Proofs of the existence of meromorphic functions on (compact) Riemann surfaces seem to all be based on some form of Dirichlet/energy minimisation principle.

  1. What I want to call the classical Dirichlet principle is the method which allows to solve the equation $\Delta f= 0$ on some open set $U \subset \Sigma$ having prescribed the value of $f$ on the boundary of $U$. In particular, this allows to build holomorphic functions with prescribed real parts on Riemann surfaces with boundary.

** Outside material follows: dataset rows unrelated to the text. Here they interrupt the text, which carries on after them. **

use std::collections::HashMap;
use std::sync::{Arc, Mutex, MutexGuard};

use chrono::{NaiveDate, Utc};
use serde::Serialize;
use tracing::debug;

use super::domain::{ApplicationStatus, Job, JobApplication, JobId, UserId};
use super::engine::{MatchError, RankedJob, RecommendationBatch, RecommendationEngine};
use super::scoring::ScoringConfig;
use super::session::{SessionPhase, SwipeSession};
use super::stores::{
    ApplicationStore, JobCatalog, ShortlistStore, StoreError, UserDirectory, WriteOutcome,
};

/// Facade composing the recommendation engine, the collaborator stores, and
/// the per-user swipe session registry. One interactive session per user.
pub struct MatchingService<C, U, S, A> {
    engine: RecommendationEngine<C, U, S, A>,
    catalog: Arc<C>,
    shortlists: Arc<S>,
    applications: Arc<A>,
    sessions: Mutex<HashMap<UserId, SwipeSession>>,
}

impl<C, U, S, A> MatchingService<C, U, S, A>
where
    C: JobCatalog + 'static,
    U: UserDirectory + 'static,
    S: ShortlistStore + 'static,
    A: ApplicationStore + 'static,
{
    pub fn new(
        catalog: Arc<C>,
        directory: Arc<U>,
        shortlists: Arc<S>,
        applications: Arc<A>,
        config: ScoringConfig,
    ) -> Self {
        let engine = RecommendationEngine::new(
            Arc::clone(&catalog),
            directory,
            Arc::clone(&shortlists),
            Arc::clone(&applications),
            config,
        );

        Self {
            engine,
            catalog,
            shortlists,
            applications,
            sessions: Mutex::new(HashMap::new()),
        }
    }

    fn lock_sessions(&self) -> MutexGuard<'_, HashMap<UserId, SwipeSession>> {
        self.sessions.lock().expect("session registry mutex poisoned")
    }

    fn view(user: &UserId, session: &SwipeSession) -> SessionView {
        SessionView {
            user: user.clone(),
            phase: session.phase(),
            presented: session.presented().cloned(),
            queue_length: session.queue_len(),
            skipped: session.skipped_count(),
            remaining: session.remaining(),
            failure: session.failure_message().map(str::to_string),
        }
    }

    /// One-shot ranked batch, independent of any session.
    pub fn recommend(
        &self,
        user: &UserId,
        today: NaiveDate,
    ) -> Result<RecommendationBatch, MatchingServiceError> {
        Ok(self.engine.recommend(user, today)?)
    }

    /// Start (or restart) the swipe session for `user` from a fresh batch.
    ///
    /// An upstream fetch failure parks the session in the `Failed` phase
    /// (distinct from `Empty`) and surfaces the error; an invalid user never
    /// creates a session.
    pub fn start_session(
        &self,
        user: &UserId,
        today: NaiveDate,
    ) -> Result<SessionView, MatchingServiceError> {
        match self.engine.recommend(user, today) {
            Ok(batch) => {
                debug!(user = %user, jobs = batch.len(), "swipe session loaded");
                let mut sessions = self.lock_sessions();
                let session = sessions.entry(user.clone()).or_insert_with(SwipeSession::new);
                session.load(batch);
                Ok(Self::view(user, session))
            }
            Err(err @ MatchError::Upstream(_)) => {
                let mut sessions = self.lock_sessions();
                let session = sessions.entry(user.clone()).or_insert_with(SwipeSession::new);
                session.fail("recommendation fetch failed");
                Err(err.into())
            }
            Err(err) => Err(err.into()),
        }
    }

    pub fn session_view(&self, user: &UserId) -> Result<SessionView, MatchingServiceError> {
        let sessions = self.lock_sessions();
        let session = sessions
            .get(user)
            .ok_or_else(|| MatchingServiceError::NoSession(user.clone()))?;
        Ok(Self::view(user, session))
    }

    /// Skip the presented job. Valid in `Ready`; a no-op on an exhausted
    /// queue; an error in `Loading`/`Failed`.
    pub fn skip(&self, user: &UserId) -> Result<SessionView, MatchingServiceError> {
        let mut sessions = self.lock_sessions();
        let session = sessions
            .get_mut(user)
            .ok_or_else(|| MatchingServiceError::NoSession(user.clone()))?;

        match session.phase() {
            SessionPhase::Ready => {
                if let Some(id) = session.skip() {
                    debug!(user = %user, job = %id, "job skipped for this session");
                }
                Ok(Self::view(user, session))
            }
            SessionPhase::Empty => Ok(Self::view(user, session)),
            phase => Err(MatchingServiceError::SessionNotReady {
                user: user.clone(),
                phase,
            }),
        }
    }

    /// Shortlist the presented job. The cursor advances only after the store
    /// write succeeds; on failure the job stays presented so the caller can
    /// retry or report.
    pub fn shortlist_presented(&self, user: &UserId) -> Result<SessionView, MatchingServiceError> {
        let mut sessions = self.lock_sessions();
        let session = sessions
            .get_mut(user)
            .ok_or_else(|| MatchingServiceError::NoSession(user.clone()))?;

        let job_id = match session.presented() {
            Some(entry) => entry.job.id.clone(),
            None => {
                return Err(MatchingServiceError::SessionNotReady {
                    user: user.clone(),
                    phase: session.phase(),
                })
            }
        };

        self.shortlists.add(user, &job_id)?;
        session.commit_shortlist();
        debug!(user = %user, job = %job_id, "job shortlisted from swipe session");
        Ok(Self::view(user, session))
    }

    /// Idempotent shortlist add outside any session. The job must exist.
    pub fn add_to_shortlist(
        &self,
        user: &UserId,
        job: &JobId,
    ) -> Result<WriteOutcome, MatchingServiceError> {
        self.catalog
            .fetch(job)?
            .ok_or_else(|| MatchingServiceError::UnknownJob(job.clone()))?;
        Ok(self.shortlists.add(user, job)?)
    }

    /// Idempotent shortlist removal; removing an absent entry is a no-op.
    pub fn remove_from_shortlist(
        &self,
        user: &UserId,
        job: &JobId,
    ) -> Result<WriteOutcome, MatchingServiceError> {
        Ok(self.shortlists.remove(user, job)?)
    }

    /// Resolve the user's shortlist against the catalog. Entries whose job
    /// has since been removed from the catalog are dropped from the view.
    pub fn shortlisted_jobs(&self, user: &UserId) -> Result<Vec<Job>, MatchingServiceError> {
        let mut jobs = Vec::new();
        for id in self.shortlists.jobs(user)? {
            if let Some(job) = self.catalog.fetch(&id)? {
                jobs.push(job);
            }
        }
        Ok(jobs)
    }

    pub fn applications_for(
        &self,
        user: &UserId,
    ) -> Result<Vec<JobApplication>, MatchingServiceError> {
        Ok(self.applications.for_user(user)?)
    }

    /// Submit an application. A duplicate submit while an active application
    /// holds the (user, job) slot is an idempotent no-op, not an error.
    pub fn submit_application(
        &self,
        user: &UserId,
        job: &JobId,
        today: NaiveDate,
        cover_letter: Option<String>,
        answers: Vec<String>,
    ) -> Result<WriteOutcome, MatchingServiceError> {
        let posting = self
            .catalog
            .fetch(job)?
            .ok_or_else(|| MatchingServiceError::UnknownJob(job.clone()))?;

        if !posting.accepts_applications_on(today) {
            return Err(MatchingServiceError::ApplicationsClosed {
                job: job.clone(),
                deadline: posting.deadline.unwrap_or(today),
            });
        }

        let application = JobApplication {
            job: job.clone(),
            user: user.clone(),
            status: ApplicationStatus::Submitted,
            cover_letter,
            answers,
            submitted_at: Utc::now(),
        };

        Ok(self.applications.submit(application)?)
    }

    /// Withdraw the active application for (user, job); a no-op when none
    /// exists.
    pub fn withdraw_application(
        &self,
        user: &UserId,
        job: &JobId,
    ) -> Result<WriteOutcome, MatchingServiceError> {
        Ok(self.applications.withdraw(user, job)?)
    }
}

/// Sanitized snapshot of a user's swipe session for API responses.
#[derive(Debug, Clone, Serialize)]
pub struct SessionView {
    pub user: UserId,
    pub phase: SessionPhase,
    #[serde(skip_serializing_if = "Option::is_none")]
    pub presented: Option<RankedJob>,
    pub queue_length: usize,
    pub skipped: usize,
    pub remaining: usize,
    #[serde(skip_serializing_if = "Option::is_none")]
    pub failure: Option<String>,
}

/// Error raised by the matching service facade.
#[derive(Debug, thiserror::Error)]
pub enum MatchingServiceError {
    #[error(transparent)]
    Match(#[from] MatchError),
    #[error(transparent)]
    Store(#[from] StoreError),
    #[error("no swipe session exists for user {0}")]
    NoSession(UserId),
    #[error("swipe session for user {user} is {phase} and cannot accept swipes")]
    SessionNotReady { user: UserId, phase: SessionPhase },
    #[error("job {0} does not exist")]
    UnknownJob(JobId),
    #[error("applications for job {job} closed on {deadline}")]
    ApplicationsClosed { job: JobId, deadline: NaiveDate },
}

  2. It seems that most proofs of the existence of meromorphic functions on compact Riemann surfaces do not achieve a direct construction of meromorphic functions, but instead prove the existence of a lot holomorphic $1$-forms (via the same analytic methods than those involved in the proof of the "classical" Dirichlet principle); and then use for instance that the ratio of two holomorphic $1$-forms is a meromorphic function.

To me it seems that, once one knows of 1., 2. is a pretty convoluted way to go about proving the existence of meromorphic functions (having to use the more complicated concept of harmonic and holomorphic $1$-forms). My question is the following:

Can a proof of the existence of meromorphic functions be given directly from the "classical" Dirichlet principle for functions, and if not, is there a good reason why the use of harmonic/meromorphic forms should be central to a proof?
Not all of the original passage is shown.